#4136
Anonymous

    Dear Martin/Devlin/Richard,

    Cases of human infection that occurred in villages in China, Thailand, Turkey and Viet Nam before poultry cases were reported, but detected retrospectively, provide the visible evidence of non-reporting in the smallholder/backyard sector. Humans should not be the sentinels for infection in poultry but, repeatedly, this has been the case.

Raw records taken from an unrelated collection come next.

use serde::{Deserialize, Serialize};

use crate::entities::Coordinates;

#[derive(Clone, Debug, PartialEq, Serialize, Deserialize)]
pub struct Stop {
    pub name: String,
    pub coordinates: Coordinates,
}

impl Stop {
    pub fn new(name: String, coordinates: Coordinates) -> Self {
        Self { name, coordinates }
    }
}
use std::sync::Arc;

use tora::api::FleetAPI;
use tora::config::Config;
use tora::engine::Engine;
use tora::entities::{Coordinates, Stop};
use tora::external::osrm::OsrmClient;
use tora::server::serve;

const ELEFTHERIA: Coordinates = Coordinates {
    lat: 35.17022784728593,
    lon: 33.35889554051766,
};
const S1_END: Coordinates = Coordinates {
    lat: 35.13160429484031,
    lon: 33.299296813161504,
};
const S2_END: Coordinates = Coordinates {
    lat: 35.11338633948102,
    lon: 33.33255319068168,
};

#[tokio::main]
async fn main() {
    dotenv::dotenv().ok();
    tracing_subscriber::fmt::init();

    let config = Config::from_env().unwrap();
    let routing = OsrmClient::new(&config).unwrap();
    let engine = Engine::new(Arc::new(routing), &config);

    // one bus per service area, both starting from Eleftheria square
    for (name, end) in [("S1", S1_END), ("S2", S2_END)] {
        let stops = vec![
            Stop::new("eleftheria".into(), ELEFTHERIA),
            Stop::new(format!("{}-end", name.to_lowercase()), end),
        ];

        if let Err(err) = engine
            .create_bus(name.into(), ELEFTHERIA.into(), stops)
            .await
        {
            tracing::warn!("could not put bus {} in service: {}", name, err);
        }
    }

    serve(engine, config.bind_addr).await.unwrap();
}
pub mod api;
pub mod config;
pub mod engine;
pub mod entities;
pub mod error;
pub mod external;
pub mod server;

    In Viet Nam where I am working at present (incidentally, working on ways to protect the livelihood of the millions of households involved in rearing scavenging poultry) the Department of Livestock Production estimates that about 20% of the total chicken population(close to 40 million poultry) is in “semi-intensive” commercial flocks containing between 100 and 300 poultry. These are not part of integrated operations and are the flocks most at risk from H5N1 avian influenza because of their system of production and method of marketing. Ways need to be found to protect these poultry and some basic biosecurity (and vaccination) help to do so.

    These are the farms I was referring to in my posting and not the flocks owned by contractors working for integrated companies, which are usually larger and practice reasonable biosecurity.

    Anyone reading the Grain article would be led to your conclusion that “The deadly H5N1 strain of bird flu is essentially a problem of industrial poultry practices. Its epicentre is the factory farms of China and Southeast Asia”. However this statement is not consistent with the way H5N1 viruses emerged in Asia (through geese and live bird markets), with the lack of solid data on the exact mode of spread across Eurasia, with the key role of free ranging domestic ducks in the maintenance and spread of H5N1 viruses since about year 2000, and the occurrence of cases since late 2004 in Asia which predominantly (but not exclusively) involved smallholder flocks (e.g. cases in Siberia in 2005, cases in Thailand in the second half of 2004 – see page 8 of http://www.fao.org/ag/againfo/subjects/documents/ai/AVIbull029a.pdf).
    Have large poultry farms contributed to the spread of H5N1? Absolutely and they have not helped their cause by covering up some outbreaks, but they are not alone in doing so.

    Finally, for your information, I had read the whole report on the day the news article was released. Unfounded comments to suggest otherwise are not particularly helpful in a forum such as this.